The German 10-year Bund yield is down 1bp to 0.33 per cent and equivalent maturity UK gilts are stable at 1.30 per cent.


The buck is on the back foot. The dollar index, which tracks the US currency against a basket of peers, is down 0.1 per cent to 100.83 as the euro adds 0.1 per cent to $1.0609.

The UK pound is gaining 0.1 per cent to $1.2541 and the Japanese yen, which tends to strengthen when the broader market is more risk averse, is gaining 0.3 per cent to ¥113.46 per dollar.

China’s renminbi is 0.1 per cent firmer at Rmb6.8686 after the central bank set its dollar trading band weaker by 0.1 per cent on Tuesday morning.


Stock markets are seeing some profit taking after a strong run.

US index futures suggest the S&P 500, which finished on Monday at a record high of 2,328, will dip 2 points.

The pan-European Stoxx 600, which closed the previous session at its best level since December 2015, is retreating 0.2 per cent as miners shed a portion of recent gains.

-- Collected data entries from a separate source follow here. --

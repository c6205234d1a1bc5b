//! HTTP server initialization and runtime setup.
//!
//! Handles store selection, database connections, migrations, and the Axum
//! server lifecycle including graceful shutdown.

use crate::application::services::AuthService;
use crate::config::{Config, StorageBackend};
use crate::domain::repositories::UrlMappingRepository;
use crate::infrastructure::persistence::{MemoryUrlMappingRepository, PgUrlMappingRepository};
use crate::routes::app_router;
use crate::state::AppState;

use anyhow::{Context, Result};
use axum::ServiceExt;
use axum::extract::Request;
use sqlx::PgPool;
use sqlx::postgres::PgPoolOptions;
use std::net::SocketAddr;
use std::sync::Arc;
use std::time::Duration;
use tokio::signal;

/// Opens the PostgreSQL pool using the configured limits.
///
/// # Errors
///
/// Returns an error if no database URL is configured or the connection fails.
pub async fn connect_pool(config: &Config) -> Result<PgPool> {
    let database_url = config
        .database_url
        .as_deref()
        .context("DATABASE_URL is not configured")?;

    let pool = PgPoolOptions::new()
        .max_connections(config.db_max_connections)
        .acquire_timeout(Duration::from_secs(config.db_connect_timeout))
        .idle_timeout(Duration::from_secs(config.db_idle_timeout))
        .max_lifetime(Duration::from_secs(config.db_max_lifetime))
        .connect(database_url)
        .await
        .context("Failed to connect to database")?;

    Ok(pool)
}

/// Runs the HTTP server with the given configuration.
///
/// Initializes:
/// - Mapping store (PostgreSQL pool + migrations, or in-memory)
/// - Token verifier
/// - Axum HTTP server
///
/// On Ctrl-C or SIGTERM the server stops accepting connections, drains
/// in-flight requests, and closes the pool.
///
/// # Errors
///
/// Returns an error if:
/// - Database connection or migration fails
/// - The token verification key is invalid
/// - Server bind fails
/// - Server runtime error occurs
pub async fn run(config: Config) -> Result<()> {
    let (repository, pool): (Arc<dyn UrlMappingRepository>, Option<PgPool>) =
        match config.storage_backend {
            StorageBackend::Postgres => {
                let pool = connect_pool(&config).await?;
                tracing::info!("Connected to database");

                sqlx::migrate!("./migrations")
                    .run(&pool)
                    .await
                    .context("Failed to run migrations")?;
                tracing::info!("Migrations applied");

                let repository: Arc<dyn UrlMappingRepository> =
                    Arc::new(PgUrlMappingRepository::new(Arc::new(pool.clone())));
                (repository, Some(pool))
            }
            StorageBackend::Memory => {
                tracing::warn!("Using in-memory store; mappings are lost on exit");
                let repository: Arc<dyn UrlMappingRepository> =
                    Arc::new(MemoryUrlMappingRepository::new());
                (repository, None)
            }
        };

    let auth_service = AuthService::from_config(&config)?;

    let state = AppState::new(repository, auth_service, config.client_domain.clone());

    let app = app_router(state);

    let addr: SocketAddr = config
        .listen_addr
        .parse()
        .with_context(|| format!("Invalid listen address '{}'", config.listen_addr))?;
    let listener = tokio::net::TcpListener::bind(addr).await?;
    tracing::info!("Listening on http://{addr}");

    axum::serve(listener, ServiceExt::<Request>::into_make_service(app))
        .with_graceful_shutdown(shutdown_signal())
        .await?;

    if let Some(pool) = pool {
        pool.close().await;
        tracing::info!("Database pool closed");
    }

    tracing::info!("Server stopped");

    Ok(())
}

/// Resolves on Ctrl-C or, on Unix, SIGTERM.
async fn shutdown_signal() {
    let ctrl_c = async {
        if let Err(e) = signal::ctrl_c().await {
            tracing::warn!("Failed to listen for Ctrl+C: {}", e);
            std::future::pending::<()>().await;
        }
    };

    #[cfg(unix)]
    let terminate = async {
        match signal::unix::signal(signal::unix::SignalKind::terminate()) {
            Ok(mut sigterm) => {
                sigterm.recv().await;
            }
            Err(e) => {
                tracing::warn!("Failed to listen for SIGTERM: {}", e);
                std::future::pending::<()>().await;
            }
        }
    };

    #[cfg(not(unix))]
    let terminate = std::future::pending::<()>();

    tokio::select! {
        () = ctrl_c => {},
        () = terminate => {},
    }

    tracing::info!("Shutdown signal received");
}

Asia bourses were primarily cautious, too, with Australia’s S&P/ASX 200 giving up an initial advance to finish off 0.1 per cent and the stronger yen leaving Japan’s exporter-sensitive Topix down 1 per cent. The mood in Tokyo was not helped by another slide in Toshiba shares after the troubled nuclear-to-electronics conglomerate failed to publish its quarterly results as scheduled.

In Hong Kong the Hang Seng index was flat, while China’s Shanghai Composite index rose less than 0.1 per cent.


Oil is steady following a tumble on Monday after the Energy Information Administration estimated that US crude production would rise by 80,000 barrels a day in March, as more US drillers bring rigs back online in response to stabilising prices.

The price of Brent crude, the international benchmark, is off just 1 cent to $55.58 a barrel after dropping 2 per cent on Monday. West Texas Intermediate, the US marker, is flat at $52.93 after falling 1.7 per cent the previous day.

The price of gold is getting a boost — up 0.2 per cent to $1,227 an ounce — as equities drift and the dollar and bond yields pull back.